Susan Wojcicki has stepped down after years at the helm of YouTube. She has been one of the latest in a line of big tech founding icons to leave her life's project.
She left that project in a very good condition. Problems were not the reason for her departure. Wojcicki wrote in a letter to employees that she wanted to start a new chapter focused on her family, health and personal projects she's passionate about.
Wojcicki has been at the helm of the largest video sharing platform for nine years. It was a period of enormous growth, acquisition and maintenance of a leadership position. Only last year the platform generated about 30 billion USD in advertising revenue. That is more than 10% of Alphabet's total annual revenue, of which it is a part.
Susan Wojcicki’s, and several big tech founding parents’ departures, have confirmed that, as a rule, their motives go beyond the scope of business and are truly private.
This has been the privilege of people who entered entrepreneurship many years ago motivated by profit, putting aside private matters, only to return to their "small" lives after years and hundreds of billions acquired for their shareholders and themselves.
Zuckerberg remains the last founder in the business
With the departure of Susan Wojcicki from YouTube, Mark Zuckerberg remains the only founder in the leading league of the largest technology companies.

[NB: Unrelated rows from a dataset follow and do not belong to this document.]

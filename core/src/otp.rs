//! Time-based one-time passwords (RFC 6238) for the console's second factor.

use crate::session::CredentialProvider;
use eyre::{
    eyre,
    Context as _,
    Result,
};
use hmac::{
    Hmac,
    Mac,
};
use secrecy::{
    ExposeSecret as _,
    SecretString,
};
use sha1::Sha1;

type HmacSha1 = Hmac<Sha1>;

const STEP_SECONDS: u64 = 30;
const DIGITS: u32 = 6;

/// Generates the current code from a shared base32 secret, or nothing if no
/// secret is configured.
#[derive(Clone, Default)]
pub struct TotpProvider {
    mac: Option<HmacSha1>,
}

impl std::fmt::Debug for TotpProvider {
    fn fmt(&self, f: &mut std::fmt::Formatter<'_>) -> std::fmt::Result {
        f.debug_struct("TotpProvider")
            .field("configured", &self.mac.is_some())
            .finish()
    }
}

impl TotpProvider {
    pub fn new(secret: Option<&SecretString>) -> Result<Self> {
        let mac = secret
            .map(|secret| {
                let key = decode_secret(secret.expose_secret())?;
                HmacSha1::new_from_slice(&key).map_err(|e| eyre!("unusable TOTP secret: {e}"))
            })
            .transpose()?;
        Ok(Self { mac })
    }

    pub fn is_configured(&self) -> bool {
        self.mac.is_some()
    }

    /// Code valid at the given unix time.
    pub fn code_at(&self, unix_seconds: u64) -> Option<String> {
        let mut mac = self.mac.clone()?;
        mac.update(&(unix_seconds / STEP_SECONDS).to_be_bytes());
        let digest = mac.finalize().into_bytes();

        // Dynamic truncation, RFC 4226 section 5.3.
        let offset = (digest[digest.len() - 1] & 0x0f) as usize;
        let binary = u32::from_be_bytes([
            digest[offset] & 0x7f,
            digest[offset + 1],
            digest[offset + 2],
            digest[offset + 3],
        ]);
        let code = binary % 10u32.pow(DIGITS);
        Some(format!("{code:0width$}", width = DIGITS as usize))
    }
}

impl CredentialProvider for TotpProvider {
    fn current_code(&self) -> Option<String> {
        let now = u64::try_from(chrono::Utc::now().timestamp()).unwrap_or_default();
        self.code_at(now)
    }
}

fn decode_secret(secret: &str) -> Result<Vec<u8>> {
    let normalized = secret
        .chars()
        .filter(|c| !c.is_whitespace() && *c != '=')
        .map(|c| c.to_ascii_uppercase())
        .collect::<String>();
    if normalized.is_empty() {
        return Err(eyre!("TOTP secret is empty"));
    }
    data_encoding::BASE32_NOPAD
        .decode(normalized.as_bytes())
        .wrap_err("TOTP secret is not valid base32")
}
/// Selectors for the account login form
pub mod login {
    pub const USERNAME_INPUT: &str = "#_username";

    pub const PASSWORD_INPUT: &str = "#_password";

    pub const SUBMIT_BUTTON: &str = "#submit-login";

    /// Only shown for accounts with two-factor authentication
    pub const ONE_TIME_CODE_INPUT: &str = "#input-verify-code";

    pub const VERIFY_BUTTON: &str = "#btn-submit";
}

/// Selectors for the usage page
pub mod usage {
    pub const TABLE: &str = ".usage-table";

    /// Relative to [`TABLE`]
    pub const ROWS: &str = "tbody tr";

    /// Relative to a row
    pub const PROJECT_NAME: &str = ".usage-table__project-name";

    /// Relative to a row
    pub const PROJECT_TOTAL: &str = ".usage-table__col-total";
}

Wojcicki participated in the founding of Google in 1998, with Larry Page and Sergey Brin, and they greeted her, at her departure, with the words, “Susan has a unique place in Google history and has made the most incredible contribution to products used by people everywhere”.

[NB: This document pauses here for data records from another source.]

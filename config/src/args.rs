use clap::Parser;
use std::path::PathBuf;

/// Exports per-project costs of the Hetzner Cloud console as Prometheus metrics.
#[derive(Parser, Clone, Default)]
#[command(author, version = version(), about, long_about = None)]
pub struct Args {
    /// Console login (e-mail address).
    #[arg(long, env = "HCLOUD_USERNAME")]
    pub username: Option<String>,

    /// Console password.
    #[arg(long, env = "HCLOUD_PASSWORD", hide_env_values = true)]
    pub password: Option<String>,

    /// Base32 secret of the two-factor authenticator, if the account uses one.
    #[arg(long, env = "HCLOUD_TOTP_SECRET", hide_env_values = true)]
    pub totp_secret: Option<String>,

    /// Seconds between two polls of the console.
    #[arg(long, env = "HCLOUD_USAGE_INTERVAL", value_name = "SECONDS")]
    pub interval: Option<u64>,

    /// Port of the metrics endpoint.
    #[arg(long, env = "HCLOUD_USAGE_METRICS_PORT", value_name = "PORT")]
    pub metrics_port: Option<u16>,

    /// Directory receiving screenshots of failed logins and fetches.
    #[arg(long, env = "HCLOUD_USAGE_DIAGNOSTICS_DIR", value_name = "DIR")]
    pub diagnostics_dir: Option<PathBuf>,

    /// How many screenshots to keep.
    #[arg(long, env = "HCLOUD_USAGE_DIAGNOSTICS_HISTORY", value_name = "COUNT")]
    pub diagnostics_history: Option<u64>,

    /// Run the browser without a window.
    #[arg(long, env = "HCLOUD_USAGE_HEADLESS", value_name = "BOOL")]
    pub headless: Option<bool>,

    /// Configuration file to use instead of the one in the config directory.
    #[arg(long, value_name = "FILE")]
    pub config: Option<PathBuf>,
}

impl std::fmt::Debug for Args {
    fn fmt(&self, f: &mut std::fmt::Formatter<'_>) -> std::fmt::Result {
        let redacted = |secret: &Option<String>| secret.as_ref().map(|_| "[REDACTED]");
        f.debug_struct("Args")
            .field("username", &self.username)
            .field("password", &redacted(&self.password))
            .field("totp_secret", &redacted(&self.totp_secret))
            .field("interval", &self.interval)
            .field("metrics_port", &self.metrics_port)
            .field("diagnostics_dir", &self.diagnostics_dir)
            .field("diagnostics_history", &self.diagnostics_history)
            .field("headless", &self.headless)
            .field("config", &self.config)
            .finish()
    }
}

mod config_ext {
    use super::*;
    use config::{
        Map,
        Source,
        Value,
    };
    use std::collections::HashMap;

    impl Source for Args {
        fn clone_into_box(&self) -> Box<dyn Source + Send + Sync> {
            Box::new((*self).clone())
        }

        fn collect(&self) -> Result<Map<String, Value>, config::ConfigError> {
            let mut cache = HashMap::<String, Value>::new();
            if let Some(username) = &self.username {
                cache.insert("username".to_string(), username.clone().into());
            }
            if let Some(password) = &self.password {
                cache.insert("password".to_string(), password.clone().into());
            }
            if let Some(totp_secret) = &self.totp_secret {
                cache.insert("totp_secret".to_string(), totp_secret.clone().into());
            }
            if let Some(interval) = self.interval {
                cache.insert("interval_seconds".to_string(), interval.into());
            }
            if let Some(port) = self.metrics_port {
                cache.insert("metrics_port".to_string(), u64::from(port).into());
            }
            if let Some(dir) = &self.diagnostics_dir {
                cache.insert(
                    "diagnostics.directory".to_string(),
                    dir.to_string_lossy().into_owned().into(),
                );
            }
            if let Some(history) = self.diagnostics_history {
                cache.insert("diagnostics.max_history".to_string(), history.into());
            }
            if let Some(headless) = self.headless {
                cache.insert("browser.headless".to_string(), headless.into());
            }
            Ok(cache)
        }
    }
}

pub fn version() -> String {
    let author = clap::crate_authors!();
    let config_dir_path = crate::get_config_dir().display().to_string();
    let data_dir_path = crate::get_data_dir().display().to_string();

    format!(
        "{}

Authors: {author}

Config directory: {config_dir_path}
Data directory: {data_dir_path}",
        clap::crate_version!()
    )
}

#[cfg(test)]
mod test {
    use super::*;
    use pretty_assertions::assert_eq;

    #[test]
    fn debug_output_redacts_secrets() {
        let args = Args {
            username: Some("ops@example.com".to_string()),
            password: Some("hunter2".to_string()),
            totp_secret: Some("GEZDGNBVGY3TQOJQ".to_string()),
            ..Args::default()
        };
        let debug = format!("{args:?}");

        assert!(debug.contains("ops@example.com"));
        assert!(!debug.contains("hunter2"));
        assert!(!debug.contains("GEZDGNBVGY3TQOJQ"));
        assert_eq!(debug.matches("[REDACTED]").count(), 2);
    }

    #[test]
    fn debug_output_without_secrets() {
        let debug = format!("{:?}", Args::default());
        assert!(debug.contains("password: None"));
        assert!(!debug.contains("[REDACTED]"));
    }
}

Both Page and Brin did the same thing as their friend Wojcicki a little over three years ago. They stepped down from day-to-day management duties, although they remained on Alphabet's board as controlling shareholders.

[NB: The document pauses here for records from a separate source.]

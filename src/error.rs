use axum::{
    http::StatusCode,
    response::{
        IntoResponse,
        Response,
    },
};

#[derive(thiserror::Error, Debug)]
pub enum AppError {
    #[error("The metrics cannot be encoded: {0}")]
    Encode(eyre::Report),
}

impl IntoResponse for AppError {
    fn into_response(self) -> Response {
        error!("{self}");
        (StatusCode::INTERNAL_SERVER_ERROR, self.to_string()).into_response()
    }
}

According to the February estimate of the Bloomberg Billionaires Index, they are the seventh and ninth richest people in the world with 93 and 89 billion USD respectively.
Jeff Bezos left his "baby" Amazon in July 2021, 27 years after he founded it. Steve Jobs stepped down as CEO of Apple in August 2011, unfortunately due to health issues, and died a month and a half later.
One of the first giants to leave the leading position in a company he created was Bill Gates, when he left the position of CEO at Microsoft in 2000. He also left his position of chairman of the board in 2014, and in 2020 completely left the management of the company.
Companies grow after the departure of their founder
Each of these companies continued to grow after the departure of their CEOs. According to that logic, YouTube will have even better days after the departure of Susan Wojcicki and the arrival of Neal Mohan, chief product officer and long-time associate of Wojcicki.
It is, quite simply, a rule that probably plays an important role in the decision of long-time managers and founders of tech giants to choose a moment to leave the company.
“It’s surely less fun being a CEO. when markets are down, the economy is trending negative and regulation is increasing”, Kevin Werbach, a professor of business at the Wharton School of the University of Pennsylvania told The New York Times.
“If you’re as already rich, famous and successful as these guys, there usually comes a point where staying in the saddle is less appealing than riding off into the sunset”.
Their decisions are very personal, just like the decisions of the small entrepreneurs that Professor Noam Wasserman once interviewed for his study The Founder's Dilemma, in which he also said that, “Founders don’t let go easily”.
“New ventures are usually labours of love for entrepreneurs, and they become emotionally attached to them, referring to the business as ‘my baby’ and using similar parenting language without even noticing”, Wasserman wrote in 2008 in the Harvard Business Review.
Business perpetuum mobile
Emotion has also been present in Susan Wojcicki's farewell letter to her YouTubers, where she said, “Thanks to you and your vision, I got the chance to live that dream”.
However, YouTube, as well as Amazon, Microsoft, and Apple before it, are very far from the start-ups to which the founders were tied by an umbilical cord, convinced that their success depended solely on whether and to what extent they were personally involved in their management.
Today, the tech giants have been surviving the departure of their parents without any problems. They outgrew the involvement of personal knowledge, energy and vision in creating success.
Over time, they became a kind of business perpetuum mobile, into which life and business energy was injected a long time ago, in garages, even in the one that Susan Wojcicki rented to Larry Page and Sergey Brin to start Google.
They have not become redundant, or a burden to their companies, but they have done enough to get out of the orbit where only the leadership position of the founder guarantees business success.